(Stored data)
———
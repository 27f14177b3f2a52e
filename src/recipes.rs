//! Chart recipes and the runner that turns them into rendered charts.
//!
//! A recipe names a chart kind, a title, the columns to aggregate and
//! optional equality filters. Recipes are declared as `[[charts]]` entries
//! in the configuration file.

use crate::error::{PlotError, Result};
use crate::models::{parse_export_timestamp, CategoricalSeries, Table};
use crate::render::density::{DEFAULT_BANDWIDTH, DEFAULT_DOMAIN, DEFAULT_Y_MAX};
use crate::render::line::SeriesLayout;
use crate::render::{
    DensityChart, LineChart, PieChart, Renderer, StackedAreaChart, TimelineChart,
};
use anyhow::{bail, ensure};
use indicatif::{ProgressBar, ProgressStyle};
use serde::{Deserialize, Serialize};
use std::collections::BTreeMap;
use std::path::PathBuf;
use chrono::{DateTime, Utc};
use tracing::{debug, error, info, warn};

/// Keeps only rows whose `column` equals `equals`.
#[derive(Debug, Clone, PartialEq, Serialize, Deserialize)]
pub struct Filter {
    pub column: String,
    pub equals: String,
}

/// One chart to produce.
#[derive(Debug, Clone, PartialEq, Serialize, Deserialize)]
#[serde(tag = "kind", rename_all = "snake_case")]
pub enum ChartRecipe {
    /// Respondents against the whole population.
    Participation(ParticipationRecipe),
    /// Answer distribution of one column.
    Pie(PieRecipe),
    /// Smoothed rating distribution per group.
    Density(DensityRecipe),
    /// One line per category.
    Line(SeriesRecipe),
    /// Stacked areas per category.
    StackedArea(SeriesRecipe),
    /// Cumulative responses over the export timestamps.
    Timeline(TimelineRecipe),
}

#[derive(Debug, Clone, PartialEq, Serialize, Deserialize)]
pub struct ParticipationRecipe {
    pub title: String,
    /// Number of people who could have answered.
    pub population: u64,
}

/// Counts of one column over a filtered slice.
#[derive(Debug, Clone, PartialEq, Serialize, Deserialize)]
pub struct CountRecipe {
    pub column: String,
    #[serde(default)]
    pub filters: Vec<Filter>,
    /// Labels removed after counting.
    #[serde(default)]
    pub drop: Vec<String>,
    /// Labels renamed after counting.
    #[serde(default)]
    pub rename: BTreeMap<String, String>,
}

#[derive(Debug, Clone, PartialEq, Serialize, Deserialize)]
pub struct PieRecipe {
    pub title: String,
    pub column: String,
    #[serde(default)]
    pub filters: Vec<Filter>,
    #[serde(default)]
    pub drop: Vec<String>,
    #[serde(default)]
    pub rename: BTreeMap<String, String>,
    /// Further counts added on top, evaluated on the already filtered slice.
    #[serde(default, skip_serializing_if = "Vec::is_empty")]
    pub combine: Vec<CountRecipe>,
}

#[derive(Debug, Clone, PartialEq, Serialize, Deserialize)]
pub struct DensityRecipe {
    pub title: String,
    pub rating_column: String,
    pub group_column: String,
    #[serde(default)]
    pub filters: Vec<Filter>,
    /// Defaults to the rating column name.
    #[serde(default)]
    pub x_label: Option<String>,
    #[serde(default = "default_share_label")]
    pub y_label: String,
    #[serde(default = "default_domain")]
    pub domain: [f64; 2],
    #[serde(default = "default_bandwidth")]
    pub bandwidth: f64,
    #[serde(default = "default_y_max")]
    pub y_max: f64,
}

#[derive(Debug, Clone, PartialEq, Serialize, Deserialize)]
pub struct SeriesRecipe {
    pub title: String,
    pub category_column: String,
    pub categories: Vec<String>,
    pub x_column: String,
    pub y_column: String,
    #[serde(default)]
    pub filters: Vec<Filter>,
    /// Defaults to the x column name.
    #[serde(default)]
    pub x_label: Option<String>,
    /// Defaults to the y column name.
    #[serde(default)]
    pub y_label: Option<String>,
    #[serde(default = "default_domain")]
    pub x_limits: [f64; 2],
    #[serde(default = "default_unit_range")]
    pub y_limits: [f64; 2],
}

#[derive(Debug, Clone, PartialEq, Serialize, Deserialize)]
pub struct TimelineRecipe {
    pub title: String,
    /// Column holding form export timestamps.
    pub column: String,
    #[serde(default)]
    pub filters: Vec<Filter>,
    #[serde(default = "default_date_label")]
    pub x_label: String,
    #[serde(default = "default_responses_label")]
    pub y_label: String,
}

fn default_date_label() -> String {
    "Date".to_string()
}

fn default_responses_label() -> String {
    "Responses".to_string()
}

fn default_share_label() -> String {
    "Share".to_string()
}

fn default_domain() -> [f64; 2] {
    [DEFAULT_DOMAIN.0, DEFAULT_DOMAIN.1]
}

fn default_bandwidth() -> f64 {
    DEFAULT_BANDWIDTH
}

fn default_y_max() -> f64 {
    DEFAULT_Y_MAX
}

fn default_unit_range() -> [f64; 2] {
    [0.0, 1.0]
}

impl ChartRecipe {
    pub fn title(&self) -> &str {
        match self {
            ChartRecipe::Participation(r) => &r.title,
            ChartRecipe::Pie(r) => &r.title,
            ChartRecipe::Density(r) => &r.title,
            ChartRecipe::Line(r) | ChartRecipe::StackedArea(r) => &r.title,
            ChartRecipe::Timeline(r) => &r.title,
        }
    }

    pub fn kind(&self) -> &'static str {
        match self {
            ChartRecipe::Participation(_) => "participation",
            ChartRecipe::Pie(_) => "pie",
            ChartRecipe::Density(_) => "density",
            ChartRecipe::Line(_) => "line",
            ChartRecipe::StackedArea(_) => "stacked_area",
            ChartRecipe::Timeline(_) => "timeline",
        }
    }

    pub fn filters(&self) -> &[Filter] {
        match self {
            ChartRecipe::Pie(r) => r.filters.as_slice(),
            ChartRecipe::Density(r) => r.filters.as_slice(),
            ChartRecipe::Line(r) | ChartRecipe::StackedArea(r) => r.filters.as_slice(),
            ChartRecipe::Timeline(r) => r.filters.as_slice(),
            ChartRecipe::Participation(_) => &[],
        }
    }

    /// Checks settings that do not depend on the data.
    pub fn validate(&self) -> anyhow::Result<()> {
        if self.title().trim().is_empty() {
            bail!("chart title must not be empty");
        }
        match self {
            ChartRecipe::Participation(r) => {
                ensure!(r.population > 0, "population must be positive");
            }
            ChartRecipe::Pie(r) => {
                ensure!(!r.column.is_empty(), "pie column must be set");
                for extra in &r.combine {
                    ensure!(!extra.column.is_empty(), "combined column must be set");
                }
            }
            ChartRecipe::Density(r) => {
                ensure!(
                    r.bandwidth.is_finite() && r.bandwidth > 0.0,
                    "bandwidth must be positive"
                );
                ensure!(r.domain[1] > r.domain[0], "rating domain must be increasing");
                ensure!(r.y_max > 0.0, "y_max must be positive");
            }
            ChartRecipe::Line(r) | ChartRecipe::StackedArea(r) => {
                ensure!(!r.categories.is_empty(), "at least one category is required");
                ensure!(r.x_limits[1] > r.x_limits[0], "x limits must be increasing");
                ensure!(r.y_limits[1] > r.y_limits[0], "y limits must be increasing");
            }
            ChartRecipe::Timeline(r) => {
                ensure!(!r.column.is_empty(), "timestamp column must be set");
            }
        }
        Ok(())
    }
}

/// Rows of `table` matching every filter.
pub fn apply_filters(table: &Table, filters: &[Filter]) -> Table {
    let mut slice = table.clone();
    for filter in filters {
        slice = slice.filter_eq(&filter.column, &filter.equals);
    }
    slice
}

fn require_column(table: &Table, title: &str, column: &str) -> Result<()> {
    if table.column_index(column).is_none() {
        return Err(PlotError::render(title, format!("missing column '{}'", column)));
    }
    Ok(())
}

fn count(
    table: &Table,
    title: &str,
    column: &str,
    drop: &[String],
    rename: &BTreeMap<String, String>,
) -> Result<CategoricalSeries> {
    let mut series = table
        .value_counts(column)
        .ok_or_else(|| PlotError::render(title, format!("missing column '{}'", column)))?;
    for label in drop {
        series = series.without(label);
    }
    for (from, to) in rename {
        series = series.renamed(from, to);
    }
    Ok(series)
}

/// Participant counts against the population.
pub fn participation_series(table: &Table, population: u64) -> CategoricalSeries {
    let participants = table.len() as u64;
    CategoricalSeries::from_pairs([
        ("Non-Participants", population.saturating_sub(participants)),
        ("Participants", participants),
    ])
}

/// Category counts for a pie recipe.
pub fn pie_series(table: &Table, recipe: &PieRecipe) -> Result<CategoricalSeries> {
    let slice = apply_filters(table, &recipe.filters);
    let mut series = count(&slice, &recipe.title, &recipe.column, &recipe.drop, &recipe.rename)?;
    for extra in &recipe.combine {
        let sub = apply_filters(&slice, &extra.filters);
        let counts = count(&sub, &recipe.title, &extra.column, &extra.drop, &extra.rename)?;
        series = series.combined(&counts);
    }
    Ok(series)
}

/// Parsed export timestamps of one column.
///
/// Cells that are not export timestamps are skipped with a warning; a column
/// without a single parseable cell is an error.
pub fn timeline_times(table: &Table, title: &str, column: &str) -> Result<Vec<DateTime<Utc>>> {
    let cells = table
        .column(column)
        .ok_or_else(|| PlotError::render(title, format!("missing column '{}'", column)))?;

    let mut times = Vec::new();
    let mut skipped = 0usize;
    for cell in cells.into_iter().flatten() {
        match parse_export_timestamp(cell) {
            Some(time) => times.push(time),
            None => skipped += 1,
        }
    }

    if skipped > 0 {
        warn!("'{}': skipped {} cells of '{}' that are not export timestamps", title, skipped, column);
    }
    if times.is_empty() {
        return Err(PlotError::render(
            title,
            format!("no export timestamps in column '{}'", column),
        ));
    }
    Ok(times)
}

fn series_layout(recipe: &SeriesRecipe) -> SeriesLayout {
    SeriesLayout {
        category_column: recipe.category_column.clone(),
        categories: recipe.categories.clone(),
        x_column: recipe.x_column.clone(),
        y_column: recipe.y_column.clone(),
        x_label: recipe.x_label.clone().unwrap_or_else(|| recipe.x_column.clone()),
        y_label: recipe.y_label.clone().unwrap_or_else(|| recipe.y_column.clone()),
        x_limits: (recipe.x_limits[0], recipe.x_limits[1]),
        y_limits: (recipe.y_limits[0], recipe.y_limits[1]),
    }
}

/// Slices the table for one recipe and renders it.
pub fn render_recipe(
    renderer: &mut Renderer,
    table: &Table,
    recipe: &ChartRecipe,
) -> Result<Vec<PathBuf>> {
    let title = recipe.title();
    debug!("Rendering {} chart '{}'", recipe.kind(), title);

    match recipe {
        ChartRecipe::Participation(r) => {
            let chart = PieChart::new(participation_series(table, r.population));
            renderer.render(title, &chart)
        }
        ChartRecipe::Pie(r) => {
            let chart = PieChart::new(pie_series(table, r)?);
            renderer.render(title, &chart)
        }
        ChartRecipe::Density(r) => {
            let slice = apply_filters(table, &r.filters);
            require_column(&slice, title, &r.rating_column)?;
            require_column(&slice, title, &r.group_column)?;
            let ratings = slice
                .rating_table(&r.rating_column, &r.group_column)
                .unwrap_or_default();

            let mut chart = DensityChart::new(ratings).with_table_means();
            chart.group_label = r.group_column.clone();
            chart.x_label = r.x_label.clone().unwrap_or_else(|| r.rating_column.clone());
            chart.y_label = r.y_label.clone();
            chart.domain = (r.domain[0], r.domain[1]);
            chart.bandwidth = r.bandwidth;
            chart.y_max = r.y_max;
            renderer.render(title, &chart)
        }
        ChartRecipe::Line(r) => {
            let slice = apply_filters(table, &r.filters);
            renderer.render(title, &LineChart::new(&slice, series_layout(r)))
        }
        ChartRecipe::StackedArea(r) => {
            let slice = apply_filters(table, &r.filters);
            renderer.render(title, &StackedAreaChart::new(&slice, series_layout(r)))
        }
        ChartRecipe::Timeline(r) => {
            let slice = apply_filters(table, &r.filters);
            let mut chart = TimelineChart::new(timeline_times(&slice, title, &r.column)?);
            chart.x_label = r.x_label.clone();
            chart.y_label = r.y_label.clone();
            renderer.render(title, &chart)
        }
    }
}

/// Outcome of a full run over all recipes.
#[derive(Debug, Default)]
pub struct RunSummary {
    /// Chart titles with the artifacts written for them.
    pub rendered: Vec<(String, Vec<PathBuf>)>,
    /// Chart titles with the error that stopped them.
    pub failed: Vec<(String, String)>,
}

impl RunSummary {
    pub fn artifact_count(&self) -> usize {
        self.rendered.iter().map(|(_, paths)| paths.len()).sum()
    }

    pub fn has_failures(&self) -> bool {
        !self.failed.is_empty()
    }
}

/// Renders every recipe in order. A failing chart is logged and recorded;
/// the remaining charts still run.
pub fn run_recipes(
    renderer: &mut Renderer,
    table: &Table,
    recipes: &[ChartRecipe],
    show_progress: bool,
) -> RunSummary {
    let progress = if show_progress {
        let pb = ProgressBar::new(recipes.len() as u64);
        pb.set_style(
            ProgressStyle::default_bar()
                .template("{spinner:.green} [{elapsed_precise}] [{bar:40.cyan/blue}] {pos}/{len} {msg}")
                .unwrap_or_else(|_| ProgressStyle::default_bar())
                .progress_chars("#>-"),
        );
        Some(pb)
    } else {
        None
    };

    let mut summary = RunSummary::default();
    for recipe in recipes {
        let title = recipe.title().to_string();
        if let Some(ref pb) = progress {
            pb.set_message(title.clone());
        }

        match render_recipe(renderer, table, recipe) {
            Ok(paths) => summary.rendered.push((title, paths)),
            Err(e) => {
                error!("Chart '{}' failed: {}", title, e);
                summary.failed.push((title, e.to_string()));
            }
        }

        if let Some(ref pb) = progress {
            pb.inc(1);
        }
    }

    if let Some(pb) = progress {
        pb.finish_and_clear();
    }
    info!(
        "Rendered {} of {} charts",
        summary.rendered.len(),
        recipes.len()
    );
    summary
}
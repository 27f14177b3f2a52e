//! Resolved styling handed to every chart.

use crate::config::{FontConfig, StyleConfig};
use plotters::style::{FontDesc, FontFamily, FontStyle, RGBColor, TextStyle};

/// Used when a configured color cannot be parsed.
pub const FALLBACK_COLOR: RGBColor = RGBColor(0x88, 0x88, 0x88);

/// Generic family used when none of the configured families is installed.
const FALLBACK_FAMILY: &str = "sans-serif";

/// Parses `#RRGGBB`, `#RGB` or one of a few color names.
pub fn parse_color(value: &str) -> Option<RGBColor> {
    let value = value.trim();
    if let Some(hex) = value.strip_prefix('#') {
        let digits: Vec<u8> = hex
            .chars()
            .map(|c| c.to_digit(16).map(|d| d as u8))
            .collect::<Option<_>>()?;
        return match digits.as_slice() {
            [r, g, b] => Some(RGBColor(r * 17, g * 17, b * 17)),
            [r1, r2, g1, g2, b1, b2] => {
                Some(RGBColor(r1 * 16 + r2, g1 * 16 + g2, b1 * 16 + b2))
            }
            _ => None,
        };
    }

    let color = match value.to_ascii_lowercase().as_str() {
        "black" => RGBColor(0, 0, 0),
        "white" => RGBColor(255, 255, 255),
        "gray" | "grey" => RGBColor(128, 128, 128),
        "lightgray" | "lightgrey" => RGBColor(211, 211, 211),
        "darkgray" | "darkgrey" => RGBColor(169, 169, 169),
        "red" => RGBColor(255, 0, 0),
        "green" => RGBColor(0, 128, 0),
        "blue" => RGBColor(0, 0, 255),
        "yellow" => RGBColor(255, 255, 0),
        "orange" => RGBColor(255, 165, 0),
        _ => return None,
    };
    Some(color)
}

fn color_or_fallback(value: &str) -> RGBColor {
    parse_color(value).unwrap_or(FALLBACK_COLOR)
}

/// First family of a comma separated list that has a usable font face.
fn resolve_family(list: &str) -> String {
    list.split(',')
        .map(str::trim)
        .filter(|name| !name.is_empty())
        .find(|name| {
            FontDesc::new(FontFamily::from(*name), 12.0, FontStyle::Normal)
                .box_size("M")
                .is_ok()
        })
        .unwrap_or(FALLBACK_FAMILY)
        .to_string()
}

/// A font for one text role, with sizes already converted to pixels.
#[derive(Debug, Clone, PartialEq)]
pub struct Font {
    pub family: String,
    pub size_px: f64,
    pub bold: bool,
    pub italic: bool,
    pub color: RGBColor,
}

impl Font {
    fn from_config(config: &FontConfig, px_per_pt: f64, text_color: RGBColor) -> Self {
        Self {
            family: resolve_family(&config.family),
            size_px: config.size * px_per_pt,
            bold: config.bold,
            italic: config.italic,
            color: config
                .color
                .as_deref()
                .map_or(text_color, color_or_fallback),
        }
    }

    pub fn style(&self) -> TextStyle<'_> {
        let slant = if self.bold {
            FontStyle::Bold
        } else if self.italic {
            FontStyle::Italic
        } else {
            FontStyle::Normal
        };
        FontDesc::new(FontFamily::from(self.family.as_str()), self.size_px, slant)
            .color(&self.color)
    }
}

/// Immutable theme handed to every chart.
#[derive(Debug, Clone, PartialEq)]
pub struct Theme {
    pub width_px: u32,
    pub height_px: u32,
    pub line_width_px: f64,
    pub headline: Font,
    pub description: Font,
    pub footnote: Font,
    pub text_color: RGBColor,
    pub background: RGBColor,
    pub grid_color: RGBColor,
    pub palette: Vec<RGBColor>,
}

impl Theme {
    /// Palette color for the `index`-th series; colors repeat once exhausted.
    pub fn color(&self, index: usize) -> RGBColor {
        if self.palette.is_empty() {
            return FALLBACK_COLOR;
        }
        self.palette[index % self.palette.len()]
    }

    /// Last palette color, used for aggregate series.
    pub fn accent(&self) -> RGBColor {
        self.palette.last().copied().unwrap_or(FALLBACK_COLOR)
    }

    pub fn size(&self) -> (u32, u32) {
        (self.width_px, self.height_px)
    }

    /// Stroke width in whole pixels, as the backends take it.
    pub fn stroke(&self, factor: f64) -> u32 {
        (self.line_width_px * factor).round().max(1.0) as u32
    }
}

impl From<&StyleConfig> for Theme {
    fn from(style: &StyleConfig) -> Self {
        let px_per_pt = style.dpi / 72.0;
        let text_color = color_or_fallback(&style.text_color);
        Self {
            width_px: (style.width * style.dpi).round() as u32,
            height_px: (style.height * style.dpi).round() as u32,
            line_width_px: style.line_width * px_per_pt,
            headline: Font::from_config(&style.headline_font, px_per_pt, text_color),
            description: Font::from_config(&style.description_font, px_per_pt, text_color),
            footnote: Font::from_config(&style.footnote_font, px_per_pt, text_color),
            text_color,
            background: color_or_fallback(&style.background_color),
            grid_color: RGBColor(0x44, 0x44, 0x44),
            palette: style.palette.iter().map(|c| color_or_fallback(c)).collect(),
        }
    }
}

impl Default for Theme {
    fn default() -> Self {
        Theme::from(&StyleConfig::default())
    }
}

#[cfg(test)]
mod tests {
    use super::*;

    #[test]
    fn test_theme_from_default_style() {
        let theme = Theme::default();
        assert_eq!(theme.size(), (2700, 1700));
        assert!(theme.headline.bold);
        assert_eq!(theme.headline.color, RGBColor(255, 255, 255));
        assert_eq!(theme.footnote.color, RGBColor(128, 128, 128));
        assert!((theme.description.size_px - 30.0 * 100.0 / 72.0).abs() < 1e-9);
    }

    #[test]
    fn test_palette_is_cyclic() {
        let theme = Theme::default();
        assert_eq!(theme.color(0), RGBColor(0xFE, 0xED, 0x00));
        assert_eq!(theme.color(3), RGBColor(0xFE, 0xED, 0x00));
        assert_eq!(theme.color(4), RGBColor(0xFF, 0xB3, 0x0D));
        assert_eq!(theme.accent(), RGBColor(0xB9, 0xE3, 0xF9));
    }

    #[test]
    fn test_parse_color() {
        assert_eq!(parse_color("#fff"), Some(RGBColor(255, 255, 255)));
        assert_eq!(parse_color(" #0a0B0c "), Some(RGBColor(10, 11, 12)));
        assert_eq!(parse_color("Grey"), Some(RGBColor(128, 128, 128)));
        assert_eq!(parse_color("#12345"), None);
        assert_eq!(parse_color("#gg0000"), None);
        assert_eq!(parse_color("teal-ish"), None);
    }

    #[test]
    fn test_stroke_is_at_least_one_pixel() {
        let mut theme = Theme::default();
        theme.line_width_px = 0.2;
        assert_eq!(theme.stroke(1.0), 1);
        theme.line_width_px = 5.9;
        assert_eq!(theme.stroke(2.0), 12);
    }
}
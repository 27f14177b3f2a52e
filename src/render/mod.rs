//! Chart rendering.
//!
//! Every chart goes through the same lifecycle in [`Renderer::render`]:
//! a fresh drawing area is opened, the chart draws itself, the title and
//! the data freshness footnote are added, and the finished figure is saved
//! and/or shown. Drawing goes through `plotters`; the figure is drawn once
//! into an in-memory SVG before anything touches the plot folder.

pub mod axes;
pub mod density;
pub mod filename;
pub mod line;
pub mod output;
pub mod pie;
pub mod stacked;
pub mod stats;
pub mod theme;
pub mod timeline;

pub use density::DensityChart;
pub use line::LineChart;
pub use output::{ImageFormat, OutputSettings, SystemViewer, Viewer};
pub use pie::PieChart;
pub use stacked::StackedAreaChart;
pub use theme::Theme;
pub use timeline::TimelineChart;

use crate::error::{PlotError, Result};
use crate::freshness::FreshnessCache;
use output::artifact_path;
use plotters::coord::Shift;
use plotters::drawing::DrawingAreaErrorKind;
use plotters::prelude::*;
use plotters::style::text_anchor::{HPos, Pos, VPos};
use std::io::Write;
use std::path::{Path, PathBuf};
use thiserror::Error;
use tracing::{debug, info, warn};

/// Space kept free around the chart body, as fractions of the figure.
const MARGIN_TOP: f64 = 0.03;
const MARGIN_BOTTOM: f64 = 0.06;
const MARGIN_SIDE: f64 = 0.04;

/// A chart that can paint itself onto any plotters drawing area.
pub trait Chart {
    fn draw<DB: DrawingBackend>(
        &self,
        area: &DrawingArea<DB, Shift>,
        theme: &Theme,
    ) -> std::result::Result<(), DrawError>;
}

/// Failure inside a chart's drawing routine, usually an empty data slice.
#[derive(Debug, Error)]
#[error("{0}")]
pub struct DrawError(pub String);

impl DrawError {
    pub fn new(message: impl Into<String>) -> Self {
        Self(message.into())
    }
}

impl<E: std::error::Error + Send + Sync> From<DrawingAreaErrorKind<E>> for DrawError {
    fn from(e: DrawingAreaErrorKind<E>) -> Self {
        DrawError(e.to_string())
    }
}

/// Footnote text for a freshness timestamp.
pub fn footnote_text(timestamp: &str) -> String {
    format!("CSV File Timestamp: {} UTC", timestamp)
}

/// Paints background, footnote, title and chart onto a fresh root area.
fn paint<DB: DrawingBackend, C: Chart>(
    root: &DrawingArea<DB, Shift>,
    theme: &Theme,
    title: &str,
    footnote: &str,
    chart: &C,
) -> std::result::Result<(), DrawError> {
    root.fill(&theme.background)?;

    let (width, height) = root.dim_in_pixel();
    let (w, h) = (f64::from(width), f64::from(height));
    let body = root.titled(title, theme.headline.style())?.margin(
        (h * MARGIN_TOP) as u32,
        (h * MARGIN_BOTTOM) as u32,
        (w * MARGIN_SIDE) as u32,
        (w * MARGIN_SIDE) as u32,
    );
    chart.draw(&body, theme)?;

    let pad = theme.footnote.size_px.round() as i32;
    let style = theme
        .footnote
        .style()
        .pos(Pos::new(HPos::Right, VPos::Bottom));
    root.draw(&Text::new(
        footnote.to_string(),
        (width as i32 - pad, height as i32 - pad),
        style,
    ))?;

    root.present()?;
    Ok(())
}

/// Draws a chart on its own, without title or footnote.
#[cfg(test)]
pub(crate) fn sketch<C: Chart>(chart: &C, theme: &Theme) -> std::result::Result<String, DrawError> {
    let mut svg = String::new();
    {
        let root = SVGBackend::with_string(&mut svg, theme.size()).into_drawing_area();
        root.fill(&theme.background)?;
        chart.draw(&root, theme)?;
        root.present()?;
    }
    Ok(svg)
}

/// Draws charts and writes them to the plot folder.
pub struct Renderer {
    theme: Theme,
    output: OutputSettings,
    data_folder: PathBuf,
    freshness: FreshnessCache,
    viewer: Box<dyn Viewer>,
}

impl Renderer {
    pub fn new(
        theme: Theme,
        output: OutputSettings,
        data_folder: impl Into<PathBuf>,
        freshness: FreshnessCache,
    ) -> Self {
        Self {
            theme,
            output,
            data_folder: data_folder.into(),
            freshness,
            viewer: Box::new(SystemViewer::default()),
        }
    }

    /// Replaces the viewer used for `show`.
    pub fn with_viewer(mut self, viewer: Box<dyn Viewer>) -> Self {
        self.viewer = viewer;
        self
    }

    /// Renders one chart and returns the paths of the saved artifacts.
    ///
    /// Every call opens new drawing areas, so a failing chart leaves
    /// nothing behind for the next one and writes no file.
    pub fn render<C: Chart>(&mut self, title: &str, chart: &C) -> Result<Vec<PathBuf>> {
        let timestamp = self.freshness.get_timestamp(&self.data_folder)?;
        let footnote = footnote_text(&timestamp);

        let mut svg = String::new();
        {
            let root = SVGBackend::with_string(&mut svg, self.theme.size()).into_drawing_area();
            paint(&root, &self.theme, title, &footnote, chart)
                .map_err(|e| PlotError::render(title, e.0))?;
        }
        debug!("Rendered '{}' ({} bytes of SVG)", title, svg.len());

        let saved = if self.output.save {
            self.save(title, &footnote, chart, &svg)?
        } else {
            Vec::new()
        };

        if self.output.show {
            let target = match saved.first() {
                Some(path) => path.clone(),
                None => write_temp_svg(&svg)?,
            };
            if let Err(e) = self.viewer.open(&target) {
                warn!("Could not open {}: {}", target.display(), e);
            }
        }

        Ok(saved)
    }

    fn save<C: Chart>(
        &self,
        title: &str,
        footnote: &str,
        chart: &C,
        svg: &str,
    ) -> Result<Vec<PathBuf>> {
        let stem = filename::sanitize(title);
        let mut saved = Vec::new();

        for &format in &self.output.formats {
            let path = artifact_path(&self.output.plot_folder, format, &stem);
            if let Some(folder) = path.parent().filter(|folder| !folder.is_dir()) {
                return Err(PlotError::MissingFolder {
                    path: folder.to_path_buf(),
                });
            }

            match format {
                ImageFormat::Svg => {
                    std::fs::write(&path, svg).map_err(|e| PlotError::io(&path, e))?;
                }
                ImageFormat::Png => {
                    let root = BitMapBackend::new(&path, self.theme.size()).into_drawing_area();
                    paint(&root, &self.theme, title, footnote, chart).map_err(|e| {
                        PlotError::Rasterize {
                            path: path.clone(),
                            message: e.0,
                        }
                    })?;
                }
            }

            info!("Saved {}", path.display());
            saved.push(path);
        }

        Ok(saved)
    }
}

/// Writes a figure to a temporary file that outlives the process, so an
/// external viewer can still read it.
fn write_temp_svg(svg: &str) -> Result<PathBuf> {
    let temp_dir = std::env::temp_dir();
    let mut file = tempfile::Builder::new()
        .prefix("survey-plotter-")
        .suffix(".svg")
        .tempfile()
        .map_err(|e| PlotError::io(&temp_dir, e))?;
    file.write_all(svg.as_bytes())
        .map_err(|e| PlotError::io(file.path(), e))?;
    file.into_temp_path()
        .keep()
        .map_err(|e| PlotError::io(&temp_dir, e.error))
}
———
Make a copy of each line in the records above that has the word "FontStyle".

use plotters::style::{FontDesc, FontFamily, FontStyle, RGBColor, TextStyle};
            FontDesc::new(FontFamily::from(*name), 12.0, FontStyle::Normal)
            FontStyle::Bold
            FontStyle::Italic
            FontStyle::Normal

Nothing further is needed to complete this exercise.